Data In Motion

Message Queues and Event Streaming

Message broker: A service that sits between producers and consumers, storing messages durably and allowing each side to operate independently at its own pace.
Producer (publisher): A process that writes messages to a message broker without knowing which consumers will receive them.
Consumer (subscriber): A process that reads messages from a message broker without knowing which producers wrote them.
Topic: A named category or stream of messages; producers write to a topic and consumers subscribe to one.
AMQP (Advanced Message Queuing Protocol): The protocol underlying RabbitMQ, which defines exchanges, queues, and binding-based routing.
Exchange: In RabbitMQ, the component that receives messages from producers and routes them to one or more queues according to binding rules.
Binding: In RabbitMQ, a configured link from an exchange to a queue; optionally carries a binding key that the exchange matches against incoming message routing keys to decide whether to route a message to that queue.

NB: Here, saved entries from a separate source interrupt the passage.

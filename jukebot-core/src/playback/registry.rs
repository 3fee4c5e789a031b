// src/playback/registry.rs
//
// Process-wide map from guild to playback session. The map is the only
// cross-guild shared structure; nothing awaits while a shard is held.

use std::sync::Arc;

use dashmap::DashMap;
use dashmap::mapref::entry::Entry;
use futures_util::future::join_all;
use tokio::sync::mpsc;
use tokio::task::JoinHandle;
use tracing::{debug, info, warn};

use jukebot_common::models::{GuildId, TransportFinished};

use crate::config::EngineConfig;
use crate::eventbus::EventBus;
use crate::playback::session::{PlaybackSession, SessionDeps, StateGuard};
use crate::Error;

pub struct SessionRegistry {
    sessions: DashMap<GuildId, Arc<PlaybackSession>>,
    deps: SessionDeps,
}

impl SessionRegistry {
    pub fn new(deps: SessionDeps) -> Self {
        Self {
            sessions: DashMap::new(),
            deps,
        }
    }

    pub fn config(&self) -> &EngineConfig {
        &self.deps.config
    }

    pub fn event_bus(&self) -> &Arc<EventBus> {
        &self.deps.event_bus
    }

    /// Returns the guild's session, creating it if needed. A new session is
    /// inserted already locked and restores its snapshot after insertion, so
    /// concurrent callers wait on the session, not on the map.
    pub async fn get_or_create(&self, guild_id: GuildId) -> Result<Arc<PlaybackSession>, Error> {
        let created = match self.sessions.entry(guild_id) {
            Entry::Occupied(mut e) => {
                if !e.get().is_closed() {
                    return Ok(e.get().clone());
                }
                let (session, guard) = self.fresh_session(guild_id)?;
                e.insert(session.clone());
                (session, guard)
            }
            Entry::Vacant(v) => {
                let (session, guard) = self.fresh_session(guild_id)?;
                v.insert(session.clone());
                (session, guard)
            }
        };

        let (session, guard) = created;
        info!("Registry: created session for guild {}", guild_id);
        session.restore(guard).await;
        Ok(session)
    }

    fn fresh_session(&self, guild_id: GuildId) -> Result<(Arc<PlaybackSession>, StateGuard), Error> {
        let session = Arc::new(PlaybackSession::new(guild_id, self.deps.clone()));
        let guard = session.try_lock_fresh()?;
        Ok((session, guard))
    }

    pub fn get(&self, guild_id: GuildId) -> Result<Arc<PlaybackSession>, Error> {
        self.lookup(guild_id)
            .ok_or_else(|| Error::NotFound(format!("no active session for guild {}", guild_id)))
    }

    /// Like `get`, but without building an error for the common miss.
    pub fn lookup(&self, guild_id: GuildId) -> Option<Arc<PlaybackSession>> {
        self.sessions
            .get(&guild_id)
            .map(|s| s.clone())
            .filter(|s| !s.is_closed())
    }

    /// Detaches and closes the guild's session, and forgets its snapshot.
    pub async fn remove(&self, guild_id: GuildId) -> Result<(), Error> {
        let (_, session) = self
            .sessions
            .remove(&guild_id)
            .ok_or_else(|| Error::NotFound(format!("no active session for guild {}", guild_id)))?;
        session.close().await?;
        self.forget_snapshot(guild_id).await;
        info!("Registry: removed session for guild {}", guild_id);
        Ok(())
    }

    /// Detaches a session that was already closed, if it is still the one
    /// registered for its guild.
    pub async fn retire(&self, session: &Arc<PlaybackSession>) -> bool {
        let guild_id = session.guild_id();
        let removed = self
            .sessions
            .remove_if(&guild_id, |_, current| Arc::ptr_eq(current, session))
            .is_some();
        if removed {
            self.forget_snapshot(guild_id).await;
        }
        removed
    }

    async fn forget_snapshot(&self, guild_id: GuildId) {
        if let Err(e) = self.deps.repository.delete_snapshot(guild_id).await {
            warn!("Registry: could not delete snapshot for guild {}: {}", guild_id, e);
        }
    }

    /// Point-in-time list of sessions. Safe to await on while iterating.
    pub fn sessions(&self) -> Vec<Arc<PlaybackSession>> {
        self.sessions.iter().map(|e| e.value().clone()).collect()
    }

    pub fn len(&self) -> usize {
        self.sessions.len()
    }

    pub fn is_empty(&self) -> bool {
        self.sessions.is_empty()
    }

    /// Closes every session. Snapshots are kept so queues survive a restart.
    pub async fn shutdown(&self) {
        let sessions: Vec<_> = {
            let keys: Vec<GuildId> = self.sessions.iter().map(|e| *e.key()).collect();
            keys.into_iter()
                .filter_map(|k| self.sessions.remove(&k).map(|(_, s)| s))
                .collect()
        };
        info!("Registry: shutting down {} session(s)", sessions.len());
        let results = join_all(sessions.iter().map(|s| s.close())).await;
        for (session, res) in sessions.iter().zip(results) {
            if let Err(e) = res {
                warn!("Registry: closing guild {} failed: {}", session.guild_id(), e);
            }
        }
    }

    /// Routes transport completions to their sessions. Each completion is
    /// handled on its own task, so one guild's advance never holds up another.
    pub fn spawn_transport_listener(
        self: &Arc<Self>,
        mut rx: mpsc::Receiver<TransportFinished>,
    ) -> JoinHandle<()> {
        let registry = Arc::clone(self);
        tokio::spawn(async move {
            while let Some(finished) = rx.recv().await {
                let guild_id = finished.handle.guild_id;
                let Some(session) = registry.lookup(guild_id) else {
                    debug!("Registry: completion for guild {} without a session", guild_id);
                    continue;
                };
                tokio::spawn(async move {
                    if let Err(e) = session.on_transport_finished(finished).await {
                        warn!("Registry: advance for guild {} failed: {}", guild_id, e);
                    }
                });
            }
            debug!("Registry: transport channel closed");
        })
    }
}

Fanout exchange: A RabbitMQ exchange type that broadcasts every message to all queues bound to it, ignoring routing keys.

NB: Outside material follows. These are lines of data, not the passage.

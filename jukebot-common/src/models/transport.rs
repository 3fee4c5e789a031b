use std::fmt;

use uuid::Uuid;

use crate::models::{GuildId, TrackId, TrackOutcome};

/// Identifies one started track on the transport. A fresh handle is allocated
/// for every start, so completions for superseded tracks can be told apart.
#[derive(Debug, Clone, Copy, PartialEq, Eq, Hash)]
pub struct TransportHandle {
    pub id: Uuid,
    pub guild_id: GuildId,
}

impl TransportHandle {
    pub fn new(guild_id: GuildId) -> Self {
        Self { id: Uuid::new_v4(), guild_id }
    }
}

impl fmt::Display for TransportHandle {
    fn fmt(&self, f: &mut fmt::Formatter<'_>) -> fmt::Result {
        write!(f, "{}/{}", self.guild_id, self.id)
    }
}

#[derive(Debug, Clone, Copy, PartialEq, Eq)]
pub enum TransportOutcome {
    Completed,
    Errored,
    Superseded,
}

impl From<TransportOutcome> for TrackOutcome {
    fn from(o: TransportOutcome) -> Self {
        match o {
            TransportOutcome::Completed => TrackOutcome::Completed,
            TransportOutcome::Errored => TrackOutcome::Errored,
            TransportOutcome::Superseded => TrackOutcome::Superseded,
        }
    }
}

/// Sent by a transport exactly once per started track.
#[derive(Debug, Clone, PartialEq)]
pub struct TransportFinished {
    pub handle: TransportHandle,
    pub track_id: TrackId,
    pub outcome: TransportOutcome,
}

Direct exchange: A RabbitMQ exchange type that routes a message to queues whose binding key exactly matches the message’s routing key.
Topic exchange: A RabbitMQ exchange type that routes messages based on wildcard pattern matching against routing keys.

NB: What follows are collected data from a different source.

//! src/eventbus/mod.rs
//!
//! Provides an in-process event bus that supports guaranteed delivery
//! to multiple subscribers via bounded MPSC queues. Voice presence changes
//! and playback session notifications both travel over it.

use std::sync::Arc;

use chrono::{DateTime, Utc};
use tokio::sync::{mpsc, watch, Mutex};
use uuid::Uuid;

use jukebot_common::models::{
    GuildId, RadioDisabledReason, Track, TrackOutcome, VoicePresenceEvent,
};

/// Notifications emitted by playback sessions and the services around them.
#[derive(Debug, Clone)]
pub enum SessionEvent {
    TrackStarted {
        guild_id: GuildId,
        track: Track,
    },
    TrackFinished {
        guild_id: GuildId,
        track: Track,
        outcome: TrackOutcome,
    },
    /// A track started and no more than the low-water mark is left pending.
    QueueLow {
        guild_id: GuildId,
        pending: usize,
    },
    /// Playback ran out of tracks and the session went idle.
    QueueExhausted {
        guild_id: GuildId,
    },
    SessionRestored {
        guild_id: GuildId,
        tracks: usize,
    },
    SessionClosed {
        guild_id: GuildId,
    },
    /// Several tracks in a row failed to start; the session gave up and is idle.
    PlaybackFailed {
        guild_id: GuildId,
        attempts: usize,
    },
    AutoSkipPromptRequested {
        guild_id: GuildId,
        prompt_id: Uuid,
        track: Track,
        expires_at: DateTime<Utc>,
    },
    RadioDisabled {
        guild_id: GuildId,
        reason: RadioDisabledReason,
    },
}

impl SessionEvent {
    pub fn guild_id(&self) -> GuildId {
        match self {
            SessionEvent::TrackStarted { guild_id, .. }
            | SessionEvent::TrackFinished { guild_id, .. }
            | SessionEvent::QueueLow { guild_id, .. }
            | SessionEvent::QueueExhausted { guild_id }
            | SessionEvent::SessionRestored { guild_id, .. }
            | SessionEvent::SessionClosed { guild_id }
            | SessionEvent::PlaybackFailed { guild_id, .. }
            | SessionEvent::AutoSkipPromptRequested { guild_id, .. }
            | SessionEvent::RadioDisabled { guild_id, .. } => *guild_id,
        }
    }
}

/// Global event type that various parts of the bot can publish or subscribe to.
#[derive(Debug, Clone)]
pub enum BotEvent {
    VoicePresence(VoicePresenceEvent),
    Session(SessionEvent),
    SystemMessage(String),
}

impl BotEvent {
    /// Get the event type as a string
    pub fn event_type(&self) -> String {
        match self {
            BotEvent::VoicePresence(_) => "voice.presence".to_string(),
            BotEvent::SystemMessage(_) => "system_message".to_string(),
            BotEvent::Session(ev) => match ev {
                SessionEvent::TrackStarted { .. } => "session.track_started".to_string(),
                SessionEvent::TrackFinished { .. } => "session.track_finished".to_string(),
                SessionEvent::QueueLow { .. } => "session.queue_low".to_string(),
                SessionEvent::QueueExhausted { .. } => "session.queue_exhausted".to_string(),
                SessionEvent::SessionRestored { .. } => "session.restored".to_string(),
                SessionEvent::SessionClosed { .. } => "session.closed".to_string(),
                SessionEvent::PlaybackFailed { .. } => "session.playback_failed".to_string(),
                SessionEvent::AutoSkipPromptRequested { .. } => "session.autoskip_prompt".to_string(),
                SessionEvent::RadioDisabled { .. } => "session.radio_disabled".to_string(),
            },
        }
    }

    pub fn guild_id(&self) -> Option<GuildId> {
        match self {
            BotEvent::VoicePresence(p) => Some(p.guild_id),
            BotEvent::Session(ev) => Some(ev.guild_id()),
            BotEvent::SystemMessage(_) => None,
        }
    }
}

/// Each subscriber gets its own `mpsc::Sender<BotEvent>` for guaranteed delivery.
///
/// - If the subscriber’s channel buffer fills, `publish` will await
///   until there's space (backpressure).
/// - If the subscriber has dropped the `Receiver`, it is pruned on the next publish.
#[derive(Clone)]
pub struct EventBus {
    subscribers: Arc<Mutex<Vec<mpsc::Sender<BotEvent>>>>,
    shutdown_tx: watch::Sender<bool>,
    pub shutdown_rx: watch::Receiver<bool>,
}

/// Default size for each subscriber’s buffer.
const DEFAULT_BUFFER_SIZE: usize = 10000;

impl Default for EventBus {
    fn default() -> Self {
        Self::new()
    }
}

impl EventBus {
    /// Create a new, empty event bus.
    pub fn new() -> Self {
        let (tx, rx) = watch::channel(false);
        Self {
            subscribers: Arc::new(Mutex::new(vec![])),
            shutdown_tx: tx,
            shutdown_rx: rx,
        }
    }

    pub fn shutdown(&self) {
        let _ = self.shutdown_tx.send(true);
    }

    pub fn is_shutdown(&self) -> bool {
        *self.shutdown_rx.borrow()
    }

    /// Returns a receiver on which events will be delivered.
    pub async fn subscribe(&self, buffer_size: Option<usize>) -> mpsc::Receiver<BotEvent> {
        let size = buffer_size.unwrap_or(DEFAULT_BUFFER_SIZE);
        let (tx, rx) = mpsc::channel(size);
        let mut subs = self.subscribers.lock().await;
        subs.push(tx);
        rx
    }

    pub async fn subscriber_count(&self) -> usize {
        self.subscribers.lock().await.len()
    }

    /// Publish an event to all subscribers.
    pub async fn publish(&self, event: BotEvent) {
        let senders = {
            let mut subs = self.subscribers.lock().await;
            subs.retain(|s| !s.is_closed());
            subs.clone()
        };
        for s in senders {
            let _ = s.send(event.clone()).await;
        }
    }

    /// Convenience method: publish a session notification.
    pub async fn publish_session(&self, event: SessionEvent) {
        self.publish(BotEvent::Session(event)).await;
    }
}

#[cfg(test)]
mod tests {
    use super::*;
    use jukebot_common::models::PresenceChange;
    use tokio::time::{sleep, timeout, Duration};

    #[tokio::test]
    async fn test_subscribers_receive_events() {
        let bus = EventBus::new();

        let mut rx1 = bus.subscribe(Some(5)).await;
        let mut rx2 = bus.subscribe(Some(5)).await;

        bus.publish_session(SessionEvent::QueueExhausted { guild_id: GuildId::new(1) }).await;

        let evt1 = rx1.recv().await.expect("rx1 should get event");
        let evt2 = rx2.recv().await.expect("rx2 should get event");

        assert_eq!(evt1.event_type(), "session.queue_exhausted");
        assert_eq!(evt2.guild_id(), Some(GuildId::new(1)));
    }

    #[tokio::test]
    async fn test_backpressure_blocking() {
        let bus = EventBus::new();
        let mut rx = bus.subscribe(Some(1)).await; // queue size = 1

        bus.publish(BotEvent::SystemMessage("msg1".into())).await;

        let handle = tokio::spawn(async move {
            sleep(Duration::from_millis(50)).await;
            let first = rx.recv().await.expect("expected first message");
            let second = rx.recv().await.expect("expected second message");
            (first, second)
        });

        // Waits until the reader makes room.
        let second_publish = bus.publish(BotEvent::SystemMessage("msg2".into()));
        let result = timeout(Duration::from_millis(500), second_publish).await;
        assert!(result.is_ok(), "publish should eventually unblock");

        let (evt1, evt2) = handle.await.unwrap();
        match (evt1, evt2) {
            (BotEvent::SystemMessage(a), BotEvent::SystemMessage(b)) => {
                assert_eq!(a, "msg1");
                assert_eq!(b, "msg2");
            }
            other => panic!("unexpected events: {:?}", other),
        }
    }

    #[tokio::test]
    async fn test_dropped_subscriber_is_pruned() {
        let bus = EventBus::new();
        let rx = bus.subscribe(Some(1)).await;
        let mut live = bus.subscribe(Some(4)).await;
        drop(rx);

        bus.publish(BotEvent::VoicePresence(VoicePresenceEvent {
            guild_id: GuildId::new(3),
            member_id: jukebot_common::models::MemberId::new(4),
            change: PresenceChange::Left,
        }))
        .await;

        assert_eq!(bus.subscriber_count().await, 1);
        assert!(matches!(live.recv().await, Some(BotEvent::VoicePresence(_))));
    }

    #[tokio::test]
    async fn test_shutdown_flag() {
        let bus = EventBus::new();
        let mut rx = bus.shutdown_rx.clone();
        assert!(!bus.is_shutdown());
        bus.shutdown();
        rx.changed().await.unwrap();
        assert!(bus.is_shutdown());
    }
}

Message acknowledgment: A signal sent by a consumer to the broker confirming successful message processing; the broker retains unacknowledged messages and redelivers them on consumer failure.
At-most-once delivery: A messaging guarantee in which a message is sent once and not retried; fast, but the message is lost if the consumer is unavailable or a failure occurs.
At-least-once delivery: A messaging guarantee in which the system retries until it receives an acknowledgment; no message is lost, but duplicates are possible. Consumers must be idempotent or deduplicate.
Exactly-once effect: The observable guarantee that each message produces its intended effect exactly once, achieved by combining at-least-once delivery with idempotent or transactional processing at the consumer. Requires cooperation from the source, the broker, and the output destination; not a property of the broker alone.
Backpressure: The condition in which a consumer or downstream system cannot keep up with the rate at which a producer generates data; addressed through buffering (absorb bursts in a queue), dropping (discard when the buffer is full), or flow control (signal the producer to slow down).
Partition: In Kafka, an ordered log within a topic that grows only by appending; once a record is written it is never modified or overwritten. Each partition is stored on a single broker and independently replicated.
Offset: In Kafka, a sequential integer that uniquely identifies a record’s position within a partition; consumers track their own offsets to control their position in the log.
Consumer group: In Kafka, a named set of consumers that collectively consume a topic; each partition is assigned to exactly one group member at a time, distributing work across the group.
Log compaction: A Kafka retention policy in which the broker keeps only the most recent record for each key, discarding older records with the same key during background processing. Produces a log that always contains the latest value per key rather than a complete history.
Event sourcing: An architectural pattern in which all state changes are recorded as an ordered log of events, allowing state to be reconstructed by replaying the log.
Sequential I/O: Disk access that reads or writes a continuous stream of data without seeking; orders of magnitude faster than random I/O and the basis for Kafka’s performance.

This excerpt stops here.